The Sox don’t have enough outfielders, so Kevin Youkilis made his second start in left field (Josh Reddick was available) but misplayed two balls hit by Johnny Damon, one for an error in the first and the other for a double in the fifth. Youkilis shouldn’t be blamed, but he took umbrage with reporters questioning the route he took on Damon’s double.
“I am not an outfielder,’’ he said.
The Sox really needed righthanded-hitting Jason Bay and Rocco Baldelli but both are injured, adding to the glum scenario.
And there is no major league starting shortstop on the team.

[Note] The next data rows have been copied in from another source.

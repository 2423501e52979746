//! # Error Handling
//!
//! Centralized error type for the `githerd` library, built with `thiserror`.
//!
//! Most per-repository problems are deliberately *not* errors: a candidate
//! that cannot be read during discovery is logged and skipped, and a child
//! process that fails inside a worker is captured into that repository's
//! notes and shown as its report row. The variants here cover the cases
//! that abort a run before the pipeline starts: bad command lines,
//! unresolvable shortcuts, and unknown commands.

use thiserror::Error;

/// Main error type for githerd operations
#[derive(Error, Debug)]
pub enum Error {
    /// The named command is not a built-in, a git pass-through, or a
    /// configured custom command.
    #[error("unknown command \"{name}\"")]
    UnknownCommand { name: String },

    /// A shortcut was requested with `-s` but no configuration file
    /// defines it.
    #[error("could not find shortcut \"{name}\"{}", hint.as_ref().map(|h| format!("\n  hint: {}", h)).unwrap_or_default())]
    UnknownShortcut {
        name: String,
        /// Optional hint for where the shortcut should be defined
        hint: Option<String>,
    },

    /// The positive and negative form of the same filter were both
    /// supplied, either on the command line or after merging a shortcut.
    #[error("conflicting filters: --{positive} and --{negative} cannot be combined")]
    ConflictingFilters { positive: String, negative: String },

    /// A command was invoked without an argument it requires.
    #[error("missing argument for {command}: {expected}")]
    MissingArgument { command: String, expected: String },

    /// An I/O error, wrapped from `std::io::Error`.
    #[error("I/O error: {0}")]
    Io(#[from] std::io::Error),
}

/// A convenient type alias for `Result<T, Error>`.
pub type Result<T> = std::result::Result<T, Error>;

The silver lining is that Buchholz pitched well for six innings, but the Yankees misfired with men on base, leaving 11 on. But Buchholz kept the Sox in the game, minimized the damage, as pitching coach John Farrell has been preaching, and overcame poor defense behind him.
This series has proved that spending a zillion dollars on pitchers can help.
This is precisely what two top-of-the-rotation pitchers can do. Imagine if the Red Sox had Roy Halladay?
So what is it? If the Yankees’ pitching is this good, the Sox are in deep trouble. If this is just a prolonged slump at the worst possible time because of injuries and an assorted blah feeling that’s taken over the Sox, then it’s something they can bounce back from. The Sox have not received what they hoped when they acquired Victor Martinez. Lights-out pitching seems to revive teams.
Losing three straight here and two straight to wild-card rival Tampa Bay isn’t what the Sox had in mind. Splitting this series would have been tolerable, but if they get swept tonight, well, the sky will be falling on Red Sox Nation.
“It is what it is,’’ said Youkilis. “There’s a long way to go. The season’s not over. We’re still in the wild-card race. We’re still competing for first place. All we have to do is make the playoffs.’’ Youkilis called the Red Sox-Yankee scene “very tiresome.’’ He managed to get in a shot at the media (“You were bashing [the Yankees] and now you’re bashing us.’’).
Dustin Pedroia, who got drilled in the shoulder during Thursday night’s blowout, said, “We have a lot of games left, we just have to keep playing. CC was tough. CC had something to do with that today.’’
There’s one more chance to score tonight.
Andy Pettitte can be tough in his own right and the Sox have their No. 2 pitcher, Jon Lester, who must stop the bleeding. Although it’s tough to lose when Josh Beckett pitches, a loss will be tougher to digest with Lester trying to stop a Yankees’ sweep. The Sox have lost 11 of their last 16 road games.
Some Sox players were already eyeing the home series against Detroit, but be careful what you wish for. After that, they play in Texas in a wild-card battle. It doesn’t seem to get easier, though Bay should be closer to returning.
It is the worst of times. Five-and-a-half games out.
Now is the time to quiet the naysayers. Now is the time to stop the frustration.
Tonight, we will see what this team is made of.